Tips For Caring For A Partner With Early-Onset Alzheimer's Disease

When your partner has been diagnosed with early-onset Alzheimer's disease, your relationship can go through a series of changes. At some point, you will most likely serve as one of the caregivers for your partner. Taking on the role of caregiver is challenging and can be emotionally and physically taxing. If your partner has early-onset Alzheimer's, here are some caregiver tips to keep in mind. 

Focus on Communication

As the disease progresses, you and your partner might experience challenges with communication. As a result, both of you can feel frustration and anger. Developing a way to communicate with each other can help to alleviate some of the stress associated with the disease. 

For instance, you and your partner can choose a signal or cue that can be used when he or she needs help. The disease can result in a loss of some independence. Your partner can resent the loss and feel uncomfortable accepting help. With the help of a signal, you can avoid overstepping and potentially prevent an argument or further feelings of frustration.

Talking with your partner about what he or she is feeling will become more difficult as the disease progresses, but it is important that you attempt to communicate as long as it is possible.
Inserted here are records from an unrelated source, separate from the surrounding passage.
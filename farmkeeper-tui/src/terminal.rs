//! Terminal management and main run loop

use std::io::{self, Stdout};
use std::time::Duration;

use anyhow::{Context, Result};
use crossterm::{
    event::{Event, KeyEventKind},
    execute,
    terminal::{disable_raw_mode, enable_raw_mode, EnterAlternateScreen, LeaveAlternateScreen},
};
use ratatui::{backend::CrosstermBackend, Terminal};
use tracing::{debug, info};

use crate::app::App;
use crate::ui;

/// Initialize the terminal for TUI mode
fn init_terminal() -> Result<Terminal<CrosstermBackend<Stdout>>> {
    enable_raw_mode().context("Failed to enable raw mode")?;
    let mut stdout = io::stdout();
    execute!(stdout, EnterAlternateScreen).context("Failed to enter alternate screen")?;
    let backend = CrosstermBackend::new(stdout);
    let terminal = Terminal::new(backend).context("Failed to create terminal")?;
    Ok(terminal)
}

/// Restore the terminal to normal mode
fn restore_terminal(terminal: &mut Terminal<CrosstermBackend<Stdout>>) -> Result<()> {
    disable_raw_mode().context("Failed to disable raw mode")?;
    execute!(terminal.backend_mut(), LeaveAlternateScreen)
        .context("Failed to leave alternate screen")?;
    terminal.show_cursor().context("Failed to show cursor")?;
    Ok(())
}

/// Run the TUI until the user quits
pub fn run(app: &mut App, tick_rate: Duration) -> Result<()> {
    let mut terminal = init_terminal()?;
    info!(tab = %app.state.active_tab(), "farmkeeper started");

    let result = run_loop(&mut terminal, app, tick_rate);

    // Restore terminal (even if loop failed)
    restore_terminal(&mut terminal)?;
    info!("farmkeeper stopped");

    result
}

/// Main event loop
fn run_loop<B: ratatui::backend::Backend>(
    terminal: &mut Terminal<B>,
    app: &mut App,
    tick_rate: Duration,
) -> Result<()> {
    loop {
        terminal.draw(|f| ui::render(f, app))?;

        if let Some(event) = App::poll_event(tick_rate)? {
            match event {
                // Some platforms report releases too
                Event::Key(key) if key.kind == KeyEventKind::Press => {
                    app.handle_key_event(key);
                }
                Event::Resize(width, height) => {
                    debug!(width, height, "terminal resized");
                }
                _ => {}
            }
        }

        if app.should_quit {
            break;
        }
    }

    Ok(())
}
//! Structured error types for farmkeeper-core.
//!
//! The state operations themselves are total and never fail. Errors only come
//! from the edges: reading configuration and parsing user-supplied names.
//! The binary crate wraps these in `anyhow` for context.

use std::io;
use std::path::PathBuf;
use thiserror::Error;

/// Main error type for farmkeeper-core operations
#[derive(Error, Debug)]
pub enum FarmError {
    /// I/O operation failed
    #[error("I/O error: {source}")]
    Io {
        #[from]
        source: io::Error,
    },

    /// Config file exists but is not valid TOML for our schema
    #[error("Failed to parse config file {path:?}: {source}")]
    ConfigParse {
        path: PathBuf,
        source: toml::de::Error,
    },

    /// Config file was requested explicitly but is missing
    #[error("Config not found at {path:?}")]
    ConfigNotFound { path: PathBuf },

    /// Unknown tab name (CLI flag or config value)
    #[error("Unknown tab '{name}' (expected dashboard, data, reports or alerts)")]
    InvalidTab { name: String },
}

/// Result type alias for farmkeeper-core operations
pub type Result<T> = std::result::Result<T, FarmError>;

impl FarmError {
    /// Create a config parse error
    pub fn config_parse(path: impl Into<PathBuf>, source: toml::de::Error) -> Self {
        Self::ConfigParse {
            path: path.into(),
            source,
        }
    }

    /// Create an invalid tab error
    pub fn invalid_tab(name: impl Into<String>) -> Self {
        Self::InvalidTab { name: name.into() }
    }
}

#[cfg(test)]
mod tests {
    use super::*;

    #[test]
    fn test_error_display() {
        let err = FarmError::invalid_tab("settings");
        assert_eq!(
            err.to_string(),
            "Unknown tab 'settings' (expected dashboard, data, reports or alerts)"
        );

        let err = FarmError::ConfigNotFound {
            path: PathBuf::from("/tmp/missing.toml"),
        };
        assert!(err.to_string().contains("missing.toml"));
    }

    #[test]
    fn test_io_from() {
        let io_err = io::Error::new(io::ErrorKind::PermissionDenied, "denied");
        let err: FarmError = io_err.into();
        assert!(matches!(err, FarmError::Io { .. }));
    }
}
Be open to talking about your partner's needs and experiences. By being available to talk about challenges, you can help your partner develop a plan to overcome them. 

Know When to Get Help

Even though you might feel prepared to handle all of the obstacles that come with early-onset Alzheimer's, there will be a point at which help is needed. If you fail to reach out for help, you could experience burnout. Burnout can impact your ability to care for your partner and leave both of you drained. 
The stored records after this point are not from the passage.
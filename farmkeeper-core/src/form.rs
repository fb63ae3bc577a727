//! The daily log form.
//!
//! Every input is stored as the raw text the user typed, so anything can be
//! entered and read back unchanged. Each field also declares the type it is
//! meant to hold; `check`/`parse` report whether the text fits that type.
//! Those checks are hints for the form panel only. Submitting the form never
//! consults them.

use serde::{Deserialize, Serialize};
use thiserror::Error;

/// Inputs of the daily log form, in display order
#[derive(Clone, Copy, Debug, PartialEq, Eq, Hash, Serialize, Deserialize)]
#[serde(rename_all = "snake_case")]
pub enum FormField {
    SelectedShed,
    BirdCount,
    Mortality,
    FeedConsumed,
    WaterConsumed,
    Observations,
}

/// Declared value type of a form field
#[derive(Clone, Copy, Debug, PartialEq, Eq)]
pub enum FieldKind {
    /// Required single-line text
    Text,
    /// Optional non-negative integer, `,` grouping allowed
    WholeNumber,
    /// Optional non-negative decimal, `,` grouping allowed
    Decimal,
    /// Optional multi-line text, never checked
    FreeText,
}

impl FormField {
    pub const ALL: [FormField; 6] = [
        FormField::SelectedShed,
        FormField::BirdCount,
        FormField::Mortality,
        FormField::FeedConsumed,
        FormField::WaterConsumed,
        FormField::Observations,
    ];

    pub fn label(&self) -> &'static str {
        match self {
            FormField::SelectedShed => "Select Shed",
            FormField::BirdCount => "Bird Count",
            FormField::Mortality => "Mortality",
            FormField::FeedConsumed => "Feed Consumed (kg)",
            FormField::WaterConsumed => "Water Consumed (L)",
            FormField::Observations => "Behavioral Observations",
        }
    }

    pub fn placeholder(&self) -> &'static str {
        match self {
            FormField::SelectedShed => "",
            FormField::BirdCount => "1,250",
            FormField::Mortality => "3",
            FormField::FeedConsumed => "850",
            FormField::WaterConsumed => "1,200",
            FormField::Observations => {
                "Note any unusual behavior, activity levels, feeding patterns..."
            }
        }
    }

    pub fn kind(&self) -> FieldKind {
        match self {
            FormField::SelectedShed => FieldKind::Text,
            FormField::BirdCount | FormField::Mortality => FieldKind::WholeNumber,
            FormField::FeedConsumed | FormField::WaterConsumed => FieldKind::Decimal,
            FormField::Observations => FieldKind::FreeText,
        }
    }

    /// Whether the user can type into the field. The shed is a fixed picker.
    pub fn is_editable(&self) -> bool {
        !matches!(self, FormField::SelectedShed)
    }

    pub fn index(&self) -> usize {
        Self::ALL
            .iter()
            .position(|f| f == self)
            .unwrap_or_default()
    }

    /// Next field, stopping at the last one
    pub fn next(&self) -> Self {
        Self::ALL[(self.index() + 1).min(Self::ALL.len() - 1)]
    }

    /// Previous field, stopping at the first one
    pub fn prev(&self) -> Self {
        Self::ALL[self.index().saturating_sub(1)]
    }
}

impl std::fmt::Display for FormField {
    fn fmt(&self, f: &mut std::fmt::Formatter<'_>) -> std::fmt::Result {
        write!(f, "{}", self.label())
    }
}

/// Why a field's text does not fit its declared type
#[derive(Error, Debug, Clone, PartialEq)]
pub enum FieldError {
    #[error("{field} is required")]
    Required { field: FormField },

    #[error("{field} should be a whole number, got '{value}'")]
    NotWholeNumber { field: FormField, value: String },

    #[error("{field} should be a number, got '{value}'")]
    NotDecimal { field: FormField, value: String },

    #[error("{field} cannot be negative")]
    Negative { field: FormField },
}

impl FieldError {
    pub fn field(&self) -> FormField {
        match self {
            FieldError::Required { field }
            | FieldError::NotWholeNumber { field, .. }
            | FieldError::NotDecimal { field, .. }
            | FieldError::Negative { field } => *field,
        }
    }
}

/// Typed view of a form whose fields all fit their declared types
#[derive(Clone, Debug, PartialEq)]
pub struct DailyLogEntry {
    pub shed: String,
    pub bird_count: Option<u32>,
    pub mortality: Option<u32>,
    pub feed_consumed_kg: Option<f64>,
    pub water_consumed_l: Option<f64>,
    pub observations: String,
}

/// Raw text of every form input
#[derive(Clone, Debug, PartialEq, Eq, Serialize, Deserialize)]
pub struct DailyLogForm {
    pub selected_shed: String,
    pub bird_count: String,
    pub mortality: String,
    pub feed_consumed: String,
    pub water_consumed: String,
    pub observations: String,
}

impl Default for DailyLogForm {
    fn default() -> Self {
        Self {
            selected_shed: "Shed A - Broilers (Week 4)".to_string(),
            bird_count: String::new(),
            mortality: String::new(),
            feed_consumed: String::new(),
            water_consumed: String::new(),
            observations: String::new(),
        }
    }
}

impl DailyLogForm {
    /// Current text of a field
    pub fn get(&self, field: FormField) -> &str {
        match field {
            FormField::SelectedShed => &self.selected_shed,
            FormField::BirdCount => &self.bird_count,
            FormField::Mortality => &self.mortality,
            FormField::FeedConsumed => &self.feed_consumed,
            FormField::WaterConsumed => &self.water_consumed,
            FormField::Observations => &self.observations,
        }
    }

    pub fn get_mut(&mut self, field: FormField) -> &mut String {
        match field {
            FormField::SelectedShed => &mut self.selected_shed,
            FormField::BirdCount => &mut self.bird_count,
            FormField::Mortality => &mut self.mortality,
            FormField::FeedConsumed => &mut self.feed_consumed,
            FormField::WaterConsumed => &mut self.water_consumed,
            FormField::Observations => &mut self.observations,
        }
    }

    /// Replace a field's text verbatim
    pub fn set(&mut self, field: FormField, value: impl Into<String>) {
        *self.get_mut(field) = value.into();
    }

    /// Check one field against its declared type
    pub fn check(&self, field: FormField) -> Result<(), FieldError> {
        let raw = self.get(field);
        match field.kind() {
            FieldKind::Text => {
                if raw.trim().is_empty() {
                    Err(FieldError::Required { field })
                } else {
                    Ok(())
                }
            }
            FieldKind::WholeNumber => parse_whole(field, raw).map(|_| ()),
            FieldKind::Decimal => parse_decimal(field, raw).map(|_| ()),
            FieldKind::FreeText => Ok(()),
        }
    }

    /// Every field that does not fit its declared type, in display order
    pub fn problems(&self) -> Vec<FieldError> {
        FormField::ALL
            .iter()
            .filter_map(|field| self.check(*field).err())
            .collect()
    }

    /// Convert to typed values, or report every problem found
    pub fn parse(&self) -> Result<DailyLogEntry, Vec<FieldError>> {
        let problems = self.problems();
        if !problems.is_empty() {
            return Err(problems);
        }

        Ok(DailyLogEntry {
            shed: self.selected_shed.trim().to_string(),
            bird_count: parse_whole(FormField::BirdCount, &self.bird_count).ok().flatten(),
            mortality: parse_whole(FormField::Mortality, &self.mortality).ok().flatten(),
            feed_consumed_kg: parse_decimal(FormField::FeedConsumed, &self.feed_consumed)
                .ok()
                .flatten(),
            water_consumed_l: parse_decimal(FormField::WaterConsumed, &self.water_consumed)
                .ok()
                .flatten(),
            observations: self.observations.clone(),
        })
    }
}

fn normalize(raw: &str) -> String {
    raw.trim().replace(',', "")
}

fn parse_whole(field: FormField, raw: &str) -> Result<Option<u32>, FieldError> {
    let cleaned = normalize(raw);
    if cleaned.is_empty() {
        return Ok(None);
    }
    if cleaned.starts_with('-') && cleaned[1..].parse::<u32>().is_ok() {
        return Err(FieldError::Negative { field });
    }
    cleaned
        .parse::<u32>()
        .map(Some)
        .map_err(|_| FieldError::NotWholeNumber {
            field,
            value: raw.to_string(),
        })
}

fn parse_decimal(field: FormField, raw: &str) -> Result<Option<f64>, FieldError> {
    let cleaned = normalize(raw);
    if cleaned.is_empty() {
        return Ok(None);
    }
    match cleaned.parse::<f64>() {
        Ok(value) if !value.is_finite() => Err(FieldError::NotDecimal {
            field,
            value: raw.to_string(),
        }),
        Ok(value) if value < 0.0 => Err(FieldError::Negative { field }),
        Ok(value) => Ok(Some(value)),
        Err(_) => Err(FieldError::NotDecimal {
            field,
            value: raw.to_string(),
        }),
    }
}

#[cfg(test)]
mod tests {
    use super::*;

    #[test]
    fn test_default_form() {
        let form = DailyLogForm::default();
        assert_eq!(form.get(FormField::SelectedShed), "Shed A - Broilers (Week 4)");
        assert_eq!(form.get(FormField::BirdCount), "");
        assert!(form.problems().is_empty());
    }

    #[test]
    fn test_set_keeps_raw_text() {
        let mut form = DailyLogForm::default();
        form.set(FormField::BirdCount, "lots");
        assert_eq!(form.bird_count, "lots");
        form.set(FormField::Observations, "hens quiet\nrooster loud");
        assert_eq!(form.get(FormField::Observations), "hens quiet\nrooster loud");
    }

    #[test]
    fn test_check_whole_numbers() {
        let mut form = DailyLogForm::default();
        form.set(FormField::BirdCount, "1,250");
        assert!(form.check(FormField::BirdCount).is_ok());

        form.set(FormField::Mortality, "three");
        assert_eq!(
            form.check(FormField::Mortality),
            Err(FieldError::NotWholeNumber {
                field: FormField::Mortality,
                value: "three".to_string()
            })
        );

        form.set(FormField::Mortality, "-2");
        assert_eq!(
            form.check(FormField::Mortality),
            Err(FieldError::Negative {
                field: FormField::Mortality
            })
        );

        form.set(FormField::Mortality, "2.5");
        assert!(form.check(FormField::Mortality).is_err());
    }

    #[test]
    fn test_check_decimals() {
        let mut form = DailyLogForm::default();
        form.set(FormField::FeedConsumed, "850.5");
        assert!(form.check(FormField::FeedConsumed).is_ok());

        form.set(FormField::WaterConsumed, "NaN");
        assert!(matches!(
            form.check(FormField::WaterConsumed),
            Err(FieldError::NotDecimal { .. })
        ));

        form.set(FormField::WaterConsumed, "-1");
        assert!(matches!(
            form.check(FormField::WaterConsumed),
            Err(FieldError::Negative { .. })
        ));
    }

    #[test]
    fn test_shed_required() {
        let mut form = DailyLogForm::default();
        form.set(FormField::SelectedShed, "   ");
        let problems = form.problems();
        assert_eq!(problems.len(), 1);
        assert_eq!(problems[0].field(), FormField::SelectedShed);
    }

    #[test]
    fn test_parse_entry() {
        let mut form = DailyLogForm::default();
        form.set(FormField::BirdCount, "1,250");
        form.set(FormField::Mortality, "3");
        form.set(FormField::FeedConsumed, "850");
        form.set(FormField::Observations, "normal");

        let entry = form.parse().unwrap();
        assert_eq!(entry.shed, "Shed A - Broilers (Week 4)");
        assert_eq!(entry.bird_count, Some(1250));
        assert_eq!(entry.mortality, Some(3));
        assert_eq!(entry.feed_consumed_kg, Some(850.0));
        assert_eq!(entry.water_consumed_l, None);
        assert_eq!(entry.observations, "normal");
    }

    #[test]
    fn test_parse_collects_all_problems() {
        let mut form = DailyLogForm::default();
        form.set(FormField::BirdCount, "abc");
        form.set(FormField::FeedConsumed, "lots");
        let problems = form.parse().unwrap_err();
        let fields: Vec<FormField> = problems.iter().map(FieldError::field).collect();
        assert_eq!(fields, vec![FormField::BirdCount, FormField::FeedConsumed]);
    }

    #[test]
    fn test_only_shed_is_read_only() {
        let read_only: Vec<FormField> = FormField::ALL
            .into_iter()
            .filter(|f| !f.is_editable())
            .collect();
        assert_eq!(read_only, vec![FormField::SelectedShed]);
    }

    #[test]
    fn test_field_navigation_clamps() {
        assert_eq!(FormField::SelectedShed.prev(), FormField::SelectedShed);
        assert_eq!(FormField::SelectedShed.next(), FormField::BirdCount);
        assert_eq!(FormField::Observations.next(), FormField::Observations);
    }
}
There are many professional in-home options for helping your partner. For instance, you could contract with a home health agency to provide in-home assistance with daily living tasks, such as bathing and dressing. If medical intervention is needed, there are agencies that can provide in-home services. 

At some point, it might be necessary to move your partner into an assisted living facility. When making this decision, involve your partner as much as possible. Ideally, both of you should discuss this possibility in the early stages of the disease. 

By involving your partner early on, he or she can help with deciding which facility is best. Your partner's input helps you to know that you have made the right decision, which can help you avoid feelings of guilt.